URI After Substitution

http://example.com/{name1}/{name2}/

http://example.com/jay/gatsby/

http://example.com/{name1}{name2}/

http://example.com/jaygatsby/

http://example.com/{question}/{question}/{question}/

http://example.com/why/why/why/

http://example.com/maps/{location}

http://example.com/maps/East%20Egg

http://example.com/search?{queryString}

http://example.com/search?query=The+Great+Gatsby

http://example.com/{name3}/home/

http://example.com//home/

The UriTemplate Annotation

The com.sun.ws.rest.api.UriTemplate annotation defines the URI Template to which the resource responds, and is specified at the class level of a resource.
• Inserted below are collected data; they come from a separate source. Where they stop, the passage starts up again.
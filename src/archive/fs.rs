//! File system utilities for packaging.
//!
//! Thin async wrappers that attach the offending path to every failure.

use crate::archive::error::{Error, ErrorExt, Result};
use std::path::Path;
use tokio::fs;

/// Creates all of the directories of the specified path.
pub async fn create_dir_all(path: &Path) -> Result<()> {
    fs::create_dir_all(path)
        .await
        .fs_context("creating directory", path)
}

/// Removes the directory and its contents if it exists.
pub async fn remove_dir_all(path: &Path) -> Result<()> {
    if path.exists() {
        fs::remove_dir_all(path)
            .await
            .fs_context("removing directory", path)
    } else {
        Ok(())
    }
}

/// Removes a file if it exists.
pub async fn remove_file(path: &Path) -> Result<()> {
    if path.exists() {
        fs::remove_file(path).await.fs_context("removing file", path)
    } else {
        Ok(())
    }
}

/// Copies a regular file from one path to another, creating any parent
/// directories of the destination path as necessary.
///
/// Fails if the source path is a directory or doesn't exist.
pub async fn copy_file(from: &Path, to: &Path) -> Result<()> {
    if !from.exists() {
        return Err(Error::GenericError(format!("{from:?} does not exist")));
    }
    if !from.is_file() {
        return Err(Error::GenericError(format!("{from:?} is not a file")));
    }
    if let Some(dest_dir) = to.parent() {
        fs::create_dir_all(dest_dir)
            .await
            .fs_context("creating directory", dest_dir)?;
    }
    fs::copy(from, to).await.fs_context("copying file", from)?;
    Ok(())
}

#[cfg(test)]
mod tests {
    use super::*;

    #[tokio::test]
    async fn test_copy_file_creates_parents() {
        let dir = tempfile::tempdir().expect("tempdir");
        let from = dir.path().join("driver.xml");
        std::fs::write(&from, "<devicedata/>").expect("write");

        let to = dir.path().join("nested/backup/driver.xml.bak");
        copy_file(&from, &to).await.expect("copy");
        assert_eq!(std::fs::read_to_string(to).expect("read"), "<devicedata/>");
    }

    #[tokio::test]
    async fn test_copy_missing_file_fails() {
        let dir = tempfile::tempdir().expect("tempdir");
        let err = copy_file(&dir.path().join("nope"), &dir.path().join("out"))
            .await
            .unwrap_err();
        assert!(err.to_string().contains("does not exist"));
    }

    #[tokio::test]
    async fn test_removals_are_idempotent() {
        let dir = tempfile::tempdir().expect("tempdir");
        let sub = dir.path().join("extracted");
        create_dir_all(&sub).await.expect("create");
        create_dir_all(&sub).await.expect("create again");
        std::fs::write(sub.join("stale.txt"), "x").expect("write");

        remove_dir_all(&sub).await.expect("remove");
        assert!(!sub.exists());
        remove_dir_all(&sub).await.expect("remove again");
        remove_file(&dir.path().join("missing")).await.expect("no-op");
    }
}
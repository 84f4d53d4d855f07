//! driver-packager: build Control4 driver packages from a source directory.

use driver_packager::cli;
use driver_packager::cli::OutputManager;
use std::process;

#[tokio::main(flavor = "current_thread")]
async fn main() {
    match cli::run().await {
        Ok(exit_code) => {
            process::exit(exit_code);
        }
        Err(e) => {
            let output = OutputManager::new(false);
            output.error(&format!("Fatal error: {e}"));

            let suggestions = e.recovery_suggestions();
            if !suggestions.is_empty() {
                let _ = output.info("Recovery suggestions:");
                for suggestion in suggestions {
                    let _ = output.indent(&suggestion);
                }
            }

            process::exit(e.exit_code());
        }
    }
}
//! Post-build extraction of archive packages.

use std::fs::File;
use std::path::{Path, PathBuf};

use super::error::{Error, ErrorExt, Result};

/// Unpack `archive` into a sibling directory named after it without its
/// extension, replacing any previous extraction.
///
/// Returns the extraction directory.
pub async fn extract_beside(archive: &Path) -> Result<PathBuf> {
    let target = archive.with_extension("");
    super::fs::remove_dir_all(&target).await?;

    let source = archive.to_path_buf();
    let destination = target.clone();
    tokio::task::spawn_blocking(move || -> Result<()> {
        let file = File::open(&source).fs_context("opening package", &source)?;
        let mut zip = zip::ZipArchive::new(file)?;
        zip.extract(&destination)?;
        Ok(())
    })
    .await
    .map_err(|e| Error::GenericError(format!("Extraction task failed: {}", e)))??;

    log::info!("Extracted {} to {}", archive.display(), target.display());
    Ok(target)
}

#[cfg(test)]
mod tests {
    use super::*;
    use std::io::Write;
    use zip::write::{SimpleFileOptions, ZipWriter};

    #[tokio::test]
    async fn test_extract_replaces_previous_directory() {
        let dir = tempfile::tempdir().expect("tempdir");
        let archive = dir.path().join("Lights.c4z");

        let mut writer = ZipWriter::new(File::create(&archive).expect("create"));
        writer
            .start_file("driver.xml", SimpleFileOptions::default())
            .expect("start");
        writer.write_all(b"<devicedata/>").expect("write");
        writer.finish().expect("finish");

        let stale = dir.path().join("Lights/stale.txt");
        std::fs::create_dir_all(stale.parent().expect("parent")).expect("mkdir");
        std::fs::write(&stale, "old").expect("write");

        let target = extract_beside(&archive).await.expect("extract");
        assert_eq!(target, dir.path().join("Lights"));
        assert!(target.join("driver.xml").is_file());
        assert!(!stale.exists());
    }
}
The @UriTemplate annotation's value is a partial URI Template relative to the base URI of the server on which the resource is deployed, the context root of the WAR, and the URL pattern that the REST API helper servlet responds.

For example, if you want to deploy a resource that responds to the URI Template http://example.com/myContextRoot/restbeans/{name1}/{name2}/, you must deploy the WAR to a Java EE server that responds to requests to the http://example.com/myContextRoot URI, and then decorate your resource with the following @UriTemplate annotation:

@UriTemplate("/{name1}/{name2}/")
public class SomeResource {
	...
}

In this example, the URL pattern for the REST API helper servlet, specified in web.xml, is the default:

<servlet-mapping>
	<servlet-name>My RESTBean Resource</servlet-name>
	<url-pattern>/restbeans/*</url-pattern>
</servlet-mapping>

Responding to HTTP Requests

The behavior of a resource is determined by which of the HTTP methods (typically, GET, POST, PUT, DELETE) the resource is responding to.

The HttpMethod Annotation

Within a resource class file, HTTP methods are mapped to Java programming language methods using the com.sun.ws.rest.api.HttpMethod annotation.

For example, the following resource defines a single method that responds to HTTP GET requests:

@UriTemplate("/hello")
public class Hello {
	...
	@HttpMethod("GET")
	public String sayHello() {
		...
	}
}

Methods decorated with @HttpMethod must return void, a Java programming language type, a Representation<?> object, or a com.sun.ws.rest.api.HttpResponse object. They may have a single, optional parameter of type Representation<?>, which allows you to access the contents of the HTTP request body, or multiple parameters may be extracted from the URI using the UriParam or QueryParam annotations as described in Extracting Method Parameters From URIs. Only one method parameter of type Representation<?> is allowed. The HTTP PUT and POST methods expect an HTTP request body, so you should use an input parameter of type Representation<?> for methods that respond to PUT and POST requests. See Using Entities and Representations for more information on using Representation<?> types.

If you do not specify the HTTP method as an element of @HttpMethod, the annotated method must begin with the lowercase name of one of the HTTP method constants (GET, POST, PUT, DELETE). For example, the following method declaration:

@HttpMethod
public String getName() {...}

is equivalent to this method declaration:

@HttpMethod("GET")
public String getName() {...)
Allowed HTTP Methods in @HttpMethod

The following table lists the HTTP methods allowed as element in the @HttpMethod annotation.

Table 6-3 HTTP Methods

HTTP Method

Use

GET

retrieve or display a resource

POST

create or modify a resource

PUT

update or modify a resource

DELETE

delete a resource

HEAD

responds like the GET method, but without a response body; for retrieving metadata on the resource

This tutorial will only discuss the four main HTTP method: GET, POST, PUT, and DELETE.